June 01, 2016


Andrew Trapp

As assistant professor of operations and industrial engineering for WPI’s Foisie School of Business, with a collaborative appointment in mathematical sciences, Andy Trapp obviously likes math. But not just math for the sake of playing with numbers.

“While it’s theoretical,” he says of mathematics on its own, “it has the powerful possibility of applying it to the real world to make a difference.” Trapp says he prefers math applications that can solve problems and help people instead.

ELEMENTS OF INTEGRATION

This pull toward math that is relevant and useful drove Trapp’s recent project: examining how refugees settle here in the U.S. For the past few years, he’s had a growing interest in finding analytical answers—especially to humanitarian problems—using optimization. And if technology is involved, it’s a huge bonus.

With the help of WPI operations and analytics management graduate student Amber (Zijiayan) Lin, over the past two years Trapp has been researching how the U.S. State Department and its partner agencies, including Lutheran Immigration and Refugee Service (LIRS), takes in, assesses, and ultimately helps settle refugees in the United States. Trapp partnered with LIRS, traveling to its Baltimore, Md., headquarters periodically.

By way of background, according to the American Immigration Council, the U.S. met its cap on refugees for 2015: 70,000. Over a third of those arrivals were from the Near East or South Asia (Iraq, Iran, Bhutan, and Afghanistan). Another third were from Africa, and the rest from East Asia (China, Vietnam, and Indonesia).

“The U.S. Department of State interviews refugees throughout the world, and there’s a small portion that are approved for resettlement,” says Trapp.

Trapp’s goal was to investigate how the refugee intake and settlement system works and to then use that information to develop a technological tool that can serve as a resource for groups that make these decisions.

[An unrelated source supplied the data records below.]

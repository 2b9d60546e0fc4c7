//! Circuits: the boundary description and the parsed program.
//!
//! [`CircuitDescription`] is the serde-facing shape exchanged with the
//! provider/job layer: operations are still named by strings. Parsing turns
//! it into a [`Circuit`], an ordered instruction list over the closed gate
//! table — every name is resolved here, once, so unsupported operations are
//! rejected before any simulator runs.

use serde::{Deserialize, Serialize};

use crate::error::{IrError, IrResult};
use crate::gate::StandardGate;
use crate::instruction::{Instruction, InstructionKind};
use crate::qubit::QubitId;

/// One operation in the boundary circuit description.
#[derive(Debug, Clone, PartialEq, Serialize, Deserialize)]
pub struct OperationDescription {
    /// Operation name (case-insensitive).
    pub name: String,
    /// Operand qubit indices, controls first.
    #[serde(default)]
    pub qubits: Vec<u32>,
    /// Rotation parameters for the U/CU families.
    #[serde(default, skip_serializing_if = "Option::is_none")]
    pub params: Option<Vec<f64>>,
    /// Classical-condition marker. Its presence, not its value, marks the
    /// operation as conditioned.
    #[serde(default, skip_serializing_if = "Option::is_none")]
    pub conditional: Option<bool>,
}

impl OperationDescription {
    /// Create a named operation on the given qubits.
    pub fn new(name: impl Into<String>, qubits: impl IntoIterator<Item = u32>) -> Self {
        Self {
            name: name.into(),
            qubits: qubits.into_iter().collect(),
            params: None,
            conditional: None,
        }
    }

    /// Attach rotation parameters.
    #[must_use]
    pub fn with_params(mut self, params: impl IntoIterator<Item = f64>) -> Self {
        self.params = Some(params.into_iter().collect());
        self
    }

    /// Attach a classical-condition marker.
    #[must_use]
    pub fn with_conditional(mut self, value: bool) -> Self {
        self.conditional = Some(value);
        self
    }
}

/// The boundary circuit description exchanged with the provider layer.
#[derive(Debug, Clone, PartialEq, Serialize, Deserialize)]
pub struct CircuitDescription {
    /// Name of the circuit, echoed back in its result.
    pub name: String,
    /// Number of qubits.
    pub num_qubits: u32,
    /// Ordered list of operations.
    pub operations: Vec<OperationDescription>,
}

/// A parsed quantum circuit: an ordered instruction sequence.
#[derive(Debug, Clone, PartialEq)]
pub struct Circuit {
    /// Name of the circuit.
    name: String,
    /// Number of qubits.
    num_qubits: u32,
    /// Instructions in program order.
    instructions: Vec<Instruction>,
}

impl Circuit {
    /// Create a new empty circuit.
    pub fn new(name: impl Into<String>, num_qubits: u32) -> Self {
        Self {
            name: name.into(),
            num_qubits,
            instructions: vec![],
        }
    }

    /// Parse a boundary description into a circuit.
    ///
    /// This is the total name→variant mapping: any operation name outside
    /// the closed table (and not measure/reset/barrier) fails with
    /// [`IrError::UnsupportedOperation`]. Operand counts and qubit bounds
    /// are validated as instructions are appended.
    pub fn parse(description: &CircuitDescription) -> IrResult<Self> {
        let mut circuit = Circuit::new(description.name.clone(), description.num_qubits);
        for op in &description.operations {
            let qubits = op.qubits.iter().map(|q| QubitId(*q));
            let mut instruction = match op.name.to_ascii_lowercase().as_str() {
                "measure" => Instruction::measure(QubitId(*op.qubits.first().unwrap_or(&0))),
                "reset" => Instruction::reset(QubitId(*op.qubits.first().unwrap_or(&0))),
                "barrier" => Instruction::barrier(qubits),
                name => {
                    let gate = StandardGate::from_name(name, op.params.as_deref())
                        .ok_or_else(|| IrError::UnsupportedOperation(op.name.clone()))?;
                    Instruction::gate(gate, qubits)
                }
            };
            if op.conditional.is_some() {
                instruction = instruction.with_conditional();
            }
            circuit.apply(instruction)?;
        }
        Ok(circuit)
    }

    /// Append an instruction, validating operand count and qubit bounds.
    pub fn apply(&mut self, instruction: Instruction) -> IrResult<&mut Self> {
        if let InstructionKind::Gate(gate) = &instruction.kind {
            let expected = gate.num_qubits();
            let got = instruction.qubits.len() as u32;
            if expected != got {
                return Err(IrError::QubitCountMismatch {
                    gate_name: gate.name().to_string(),
                    expected,
                    got,
                });
            }
        }
        for qubit in &instruction.qubits {
            if qubit.0 >= self.num_qubits {
                return Err(IrError::QubitOutOfRange {
                    gate_name: instruction.name().to_string(),
                    qubit: qubit.0,
                    n_qubits: self.num_qubits,
                });
            }
        }
        self.instructions.push(instruction);
        Ok(self)
    }

    // =========================================================================
    // Gate helpers
    // =========================================================================

    /// Apply Hadamard gate.
    pub fn h(&mut self, qubit: QubitId) -> IrResult<&mut Self> {
        self.apply(Instruction::gate(StandardGate::H, [qubit]))
    }

    /// Apply Pauli-X gate.
    pub fn x(&mut self, qubit: QubitId) -> IrResult<&mut Self> {
        self.apply(Instruction::gate(StandardGate::X, [qubit]))
    }

    /// Apply Pauli-Y gate.
    pub fn y(&mut self, qubit: QubitId) -> IrResult<&mut Self> {
        self.apply(Instruction::gate(StandardGate::Y, [qubit]))
    }

    /// Apply Pauli-Z gate.
    pub fn z(&mut self, qubit: QubitId) -> IrResult<&mut Self> {
        self.apply(Instruction::gate(StandardGate::Z, [qubit]))
    }

    /// Apply S gate.
    pub fn s(&mut self, qubit: QubitId) -> IrResult<&mut Self> {
        self.apply(Instruction::gate(StandardGate::S, [qubit]))
    }

    /// Apply S-dagger gate.
    pub fn sdg(&mut self, qubit: QubitId) -> IrResult<&mut Self> {
        self.apply(Instruction::gate(StandardGate::Sdg, [qubit]))
    }

    /// Apply T gate.
    pub fn t(&mut self, qubit: QubitId) -> IrResult<&mut Self> {
        self.apply(Instruction::gate(StandardGate::T, [qubit]))
    }

    /// Apply T-dagger gate.
    pub fn tdg(&mut self, qubit: QubitId) -> IrResult<&mut Self> {
        self.apply(Instruction::gate(StandardGate::Tdg, [qubit]))
    }

    /// Apply a general rotation with 1–3 raw parameters.
    pub fn u(
        &mut self,
        params: impl IntoIterator<Item = f64>,
        qubit: QubitId,
    ) -> IrResult<&mut Self> {
        self.apply(Instruction::gate(
            StandardGate::U(params.into_iter().collect()),
            [qubit],
        ))
    }

    /// Apply a controlled general rotation.
    pub fn cu(
        &mut self,
        params: impl IntoIterator<Item = f64>,
        control: QubitId,
        target: QubitId,
    ) -> IrResult<&mut Self> {
        self.apply(Instruction::gate(
            StandardGate::CU(params.into_iter().collect()),
            [control, target],
        ))
    }

    /// Apply CNOT (CX) gate.
    pub fn cx(&mut self, control: QubitId, target: QubitId) -> IrResult<&mut Self> {
        self.apply(Instruction::gate(StandardGate::CX, [control, target]))
    }

    /// Apply CY gate.
    pub fn cy(&mut self, control: QubitId, target: QubitId) -> IrResult<&mut Self> {
        self.apply(Instruction::gate(StandardGate::CY, [control, target]))
    }

    /// Apply CZ gate.
    pub fn cz(&mut self, control: QubitId, target: QubitId) -> IrResult<&mut Self> {
        self.apply(Instruction::gate(StandardGate::CZ, [control, target]))
    }

    /// Apply Toffoli (CCX) gate.
    pub fn ccx(&mut self, c1: QubitId, c2: QubitId, target: QubitId) -> IrResult<&mut Self> {
        self.apply(Instruction::gate(StandardGate::CCX, [c1, c2, target]))
    }

    /// Apply an identity gate.
    pub fn id(&mut self, qubit: QubitId) -> IrResult<&mut Self> {
        self.apply(Instruction::gate(StandardGate::I, [qubit]))
    }

    /// Apply a barrier to all qubits.
    pub fn barrier_all(&mut self) -> IrResult<&mut Self> {
        let qubits: Vec<_> = (0..self.num_qubits).map(QubitId).collect();
        self.apply(Instruction::barrier(qubits))
    }

    // =========================================================================
    // Accessors
    // =========================================================================

    /// Get the circuit name.
    pub fn name(&self) -> &str {
        &self.name
    }

    /// Get the number of qubits.
    pub fn num_qubits(&self) -> usize {
        self.num_qubits as usize
    }

    /// Dimension of the circuit's Hilbert space, `2^N`.
    pub fn dim(&self) -> usize {
        1usize << self.num_qubits
    }

    /// Get the instructions in program order.
    pub fn instructions(&self) -> &[Instruction] {
        &self.instructions
    }

    // =========================================================================
    // Pre-built circuits
    // =========================================================================

    /// Create a Bell state circuit (no measurement).
    pub fn bell() -> IrResult<Self> {
        let mut circuit = Circuit::new("bell", 2);
        circuit.h(QubitId(0))?.cx(QubitId(0), QubitId(1))?;
        Ok(circuit)
    }

    /// Create a GHZ state circuit (no measurement).
    pub fn ghz(n: u32) -> IrResult<Self> {
        let mut circuit = Circuit::new("ghz", n);
        if n == 0 {
            return Ok(circuit);
        }
        circuit.h(QubitId(0))?;
        for i in 0..n - 1 {
            circuit.cx(QubitId(i), QubitId(i + 1))?;
        }
        Ok(circuit)
    }
}

#[cfg(test)]
mod tests {
    use super::*;

    #[test]
    fn test_parse_bell_description() {
        let description = CircuitDescription {
            name: "bell".into(),
            num_qubits: 2,
            operations: vec![
                OperationDescription::new("h", [0]),
                OperationDescription::new("CX", [0, 1]),
            ],
        };
        let circuit = Circuit::parse(&description).unwrap();
        assert_eq!(circuit.num_qubits(), 2);
        assert_eq!(circuit.instructions().len(), 2);
        assert_eq!(circuit, Circuit::bell().unwrap());
        assert_eq!(
            circuit.instructions()[0].as_gate(),
            Some(&StandardGate::H)
        );
    }

    #[test]
    fn test_builder_covers_the_catalog() {
        let mut circuit = Circuit::new("all", 3);
        let (q0, q1, q2) = (QubitId(0), QubitId(1), QubitId(2));
        circuit
            .id(q0)
            .unwrap()
            .x(q0)
            .unwrap()
            .y(q0)
            .unwrap()
            .z(q0)
            .unwrap()
            .h(q0)
            .unwrap()
            .s(q0)
            .unwrap()
            .sdg(q0)
            .unwrap()
            .t(q0)
            .unwrap()
            .tdg(q0)
            .unwrap()
            .u([0.5, 0.5, 0.5], q0)
            .unwrap()
            .cu([0.5], q0, q1)
            .unwrap()
            .cx(q0, q1)
            .unwrap()
            .cy(q0, q1)
            .unwrap()
            .cz(q0, q1)
            .unwrap()
            .ccx(q0, q1, q2)
            .unwrap()
            .barrier_all()
            .unwrap();

        assert_eq!(circuit.instructions().len(), 16);
        assert!(circuit.instructions()[15].is_barrier());
        assert_eq!(circuit.dim(), 8);
    }

    #[test]
    fn test_parse_rejects_unknown_names() {
        let description = CircuitDescription {
            name: "bad".into(),
            num_qubits: 1,
            operations: vec![OperationDescription::new("frobnicate", [0])],
        };
        assert!(matches!(
            Circuit::parse(&description),
            Err(IrError::UnsupportedOperation(name)) if name == "frobnicate"
        ));
    }

    #[test]
    fn test_parse_accepts_measure_and_barrier() {
        // measure/reset parse fine; the engines reject them at run time.
        let description = CircuitDescription {
            name: "m".into(),
            num_qubits: 1,
            operations: vec![
                OperationDescription::new("barrier", [0]),
                OperationDescription::new("measure", [0]),
                OperationDescription::new("reset", [0]),
            ],
        };
        let circuit = Circuit::parse(&description).unwrap();
        assert_eq!(circuit.instructions()[1].name(), "measure");
        assert_eq!(circuit.instructions()[2].name(), "reset");
    }

    #[test]
    fn test_conditional_presence_is_what_counts() {
        let description = CircuitDescription {
            name: "c".into(),
            num_qubits: 1,
            operations: vec![OperationDescription::new("x", [0]).with_conditional(false)],
        };
        let circuit = Circuit::parse(&description).unwrap();
        assert!(circuit.instructions()[0].conditional);
    }

    #[test]
    fn test_qubit_bounds_are_checked() {
        let description = CircuitDescription {
            name: "oob".into(),
            num_qubits: 2,
            operations: vec![OperationDescription::new("cx", [0, 2])],
        };
        assert!(matches!(
            Circuit::parse(&description),
            Err(IrError::QubitOutOfRange { qubit: 2, n_qubits: 2, .. })
        ));
    }

    #[test]
    fn test_arity_is_checked() {
        let mut circuit = Circuit::new("t", 3);
        let bad = Instruction::gate(StandardGate::CX, [QubitId(0)]);
        assert!(matches!(
            circuit.apply(bad),
            Err(IrError::QubitCountMismatch { expected: 2, got: 1, .. })
        ));
    }

    #[test]
    fn test_ghz_structure() {
        let circuit = Circuit::ghz(4).unwrap();
        assert_eq!(circuit.num_qubits(), 4);
        assert_eq!(circuit.instructions().len(), 4); // H + 3 CX
    }

    #[test]
    fn test_description_json_shape() {
        let json = r#"{
            "name": "bell",
            "num_qubits": 2,
            "operations": [
                {"name": "u2", "qubits": [0], "params": [0.0, 3.14159265]},
                {"name": "cx", "qubits": [0, 1]}
            ]
        }"#;
        let description: CircuitDescription = serde_json::from_str(json).unwrap();
        assert_eq!(description.operations[0].params, Some(vec![0.0, 3.14159265]));
        assert!(description.operations[1].params.is_none());
        let circuit = Circuit::parse(&description).unwrap();
        assert_eq!(circuit.instructions().len(), 2);
    }
}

He said the State Department must consider the background of every refugee case on factors such as how many people each case includes—whether it’s an individual or a family; the nationality, the ethnicity of those involved; medical conditions; and languages spoken, among other things. It’s also important for the State Department to know if refugees have other U.S. ties; other factors, such as skill sets, are also useful.

With more information, chances are better for a successful resettlement. For instance, Trapp says, there is an area of the North-Central U.S., where many refugees work in a meat-processing plant. “That’s just what’s worked” in terms of language barriers, culture and ethnicity, and settling refugees of the same heritage where they would already have a support network of people from their own country improving chances for success, he says.

MANY MOVING PARTS

What makes the refugee placement decisions more complex, says Trapp, is that the nine agencies partnering with the State Department work together in splitting up the pool of cases. Some can take refugees the other agencies cannot, and vice versa, due to funding limitations and other issues. Having sat in on one such session, Trapp says there are similarities to sports drafts.

“They place them in short-term housing and help them with paperwork and getting jobs,” says Trapp. Ultimately, refugees get less than a year of support and are required to pay back their airline ticket cost, he says. “A lot are really hard-working people. They had good lives in Iraq, for example, and need to start anew. But they are well educated.”

TECH AT WORK

Trapp is quick to point out that the software he developed for LIRS to assist in placing refugees—a spreadsheet with code where one can optimize placement—is merely a tool. But it’s a tool he’s designed on what the agency needs, rather than simply what he thinks it should do.

“It’s not meant to replace but rather to supplement (staff in decision making). They have people who have been there a long time. We are saying computers are specifically designed for this kind of technology to come up with recommendations,” he says. “But they don’t have that human wisdom … the combination of the two is particularly powerful.”

From here, Trapp expects that the LIRS will use, trust, and begin to see realistic outcomes from the software, which was delivered in April 2016, and has requested their feedback to further improve the system, potentially setting the stage for more in-depth discussions on the development.

“Big-data optimization is what I do,” he says. “The nonprofit sector seems to be particularly underserved in this regard. It’s great that I can help in this way.”